As comunidades indígenas da Guatemala têm estado na vanguarda do apoio a Arevalo (Jeff Abbott/Al Jazeera)

Cidade da Guatemala, Guatemala – Enquanto crescia, Joaquina Perez diz que a sua mãe sempre lhe disse que Juan José Arevalo era o melhor presidente do país, ao introduzir reformas progressistas no país centro-americano entre 1945 e 1950.

Décadas mais tarde, a senhora de 63 anos estava muito entusiasmada ao viajar 193 quilómetros (120 milhas) desde a sua casa, na cidade de Retalhuleu, no sudoeste do país, com outras pessoas do movimento pró-democracia local, para ver o filho do ex-presidente, Bernardo. Arevalo, tome posse como novo presidente da Guatemala.

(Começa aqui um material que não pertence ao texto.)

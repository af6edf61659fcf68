/// `log` backend: console output through `env_logger` plus one append-only
/// file per component under the log directory.
///
/// The component is the last path segment of a record's target, so
/// `groove_player::instance` lands in `instance.log` and records from the
/// crate root in `application.log`. Open file handles are cached in a
/// [`LogFileRegistry`] owned by the entry point, which closes them on
/// shutdown.
use std::collections::HashMap;
use std::fmt;
use std::fs::{File, OpenOptions};
use std::io::{self, LineWriter, Write};
use std::path::PathBuf;
use std::sync::{Arc, Mutex, MutexGuard, PoisonError};

use chrono::{DateTime, Local};
use log::{Level, Log, Metadata, Record};

pub const DEFAULT_FILTER: &str = "groove_player=info";
const ROOT_COMPONENT: &str = "application";

/// Formats one log line: `2024-01-31 12:00:00 - INFO - message`.
pub fn format_line(time: DateTime<Local>, level: Level, message: impl fmt::Display) -> String {
    format!("{} - {level} - {message}", time.format("%Y-%m-%d %H:%M:%S"))
}

/// Maps a record target to the name of its log file (without `.log`).
pub fn component_of(target: &str) -> String {
    let component = match target.rsplit_once("::") {
        Some((_, last)) => last,
        None if target == env!("CARGO_CRATE_NAME") => ROOT_COMPONENT,
        None => target,
    };
    component
        .chars()
        .map(|c| if c.is_ascii_alphanumeric() || c == '_' || c == '-' { c } else { '_' })
        .collect()
}

/// Cache of open log files keyed by component name.
#[derive(Debug)]
pub struct LogFileRegistry {
    dir: PathBuf,
    files: Mutex<HashMap<String, LineWriter<File>>>,
}

impl LogFileRegistry {
    pub fn new(dir: impl Into<PathBuf>) -> Self {
        Self {
            dir: dir.into(),
            files: Mutex::new(HashMap::new()),
        }
    }

    /// Appends `line` to `<dir>/<component>.log`, opening the file on first use.
    pub fn write_line(&self, component: &str, line: &str) -> io::Result<()> {
        let mut files = self.lock();
        if !files.contains_key(component) {
            std::fs::create_dir_all(&self.dir)?;
            let file = OpenOptions::new()
                .create(true)
                .append(true)
                .open(self.dir.join(format!("{component}.log")))?;
            files.insert(component.to_string(), LineWriter::new(file));
        }
        match files.get_mut(component) {
            Some(writer) => writeln!(writer, "{line}"),
            None => Ok(()),
        }
    }

    pub fn flush(&self) {
        for writer in self.lock().values_mut() {
            let _ = writer.flush();
        }
    }

    /// Flushes and evicts every cached file. Later writes reopen them.
    pub fn close_all(&self) {
        for (_, mut writer) in self.lock().drain() {
            let _ = writer.flush();
        }
    }

    fn lock(&self) -> MutexGuard<'_, HashMap<String, LineWriter<File>>> {
        // A panic while holding the lock leaves the map intact.
        self.files.lock().unwrap_or_else(PoisonError::into_inner)
    }
}

struct AppLogger {
    console: env_logger::Logger,
    files: Arc<LogFileRegistry>,
}

impl Log for AppLogger {
    fn enabled(&self, metadata: &Metadata) -> bool {
        self.console.enabled(metadata)
    }

    fn log(&self, record: &Record) {
        if !self.console.matches(record) {
            return;
        }
        self.console.log(record);
        let line = format_line(Local::now(), record.level(), record.args());
        // File logging is best effort; the console already has the record.
        let _ = self.files.write_line(&component_of(record.target()), &line);
    }

    fn flush(&self) {
        self.console.flush();
        self.files.flush();
    }
}

/// Installs the logger. The filter comes from `RUST_LOG`, defaulting to
/// [`DEFAULT_FILTER`]. Calling it again keeps the first logger and returns a
/// registry that nothing writes to.
pub fn init(log_dir: impl Into<PathBuf>) -> Arc<LogFileRegistry> {
    let console = env_logger::Builder::from_env(
        env_logger::Env::default().default_filter_or(DEFAULT_FILTER),
    )
    .format(|buf, record| {
        writeln!(buf, "{}", format_line(Local::now(), record.level(), record.args()))
    })
    .build();

    let files = Arc::new(LogFileRegistry::new(log_dir));
    let max_level = console.filter();
    let logger = AppLogger {
        console,
        files: Arc::clone(&files),
    };
    if log::set_boxed_logger(Box::new(logger)).is_ok() {
        log::set_max_level(max_level);
    }
    files
}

“Estamos felizes porque temos grandes esperanças com (Bernardo) Arevalo”, disse Perez à Al Jazeera na Praça Central da Cidade da Guatemala.

“Vimos um oportunidade para (mudança) com o Movimento Semente e com Arevalo”, disse ela, referindo-se à popular plataforma anticorrupção do presidente eleito, que atraiu amplo apoio de toda a empobrecida nação centro-americana. “É por isso que estamos aqui.”

No domingo, perto da meia-noite, Arévalo foi finalmente empossado como presidente da Guatemala, depois de meses de esforços da elite de longa data no poder do país e de um Congresso de tendência conservadora para inviabilizar a sua ascensão ao poder, apesar da sua vitória esmagadora numa segunda volta em Agosto contra empresária e ex-primeira-dama Sandra Torres.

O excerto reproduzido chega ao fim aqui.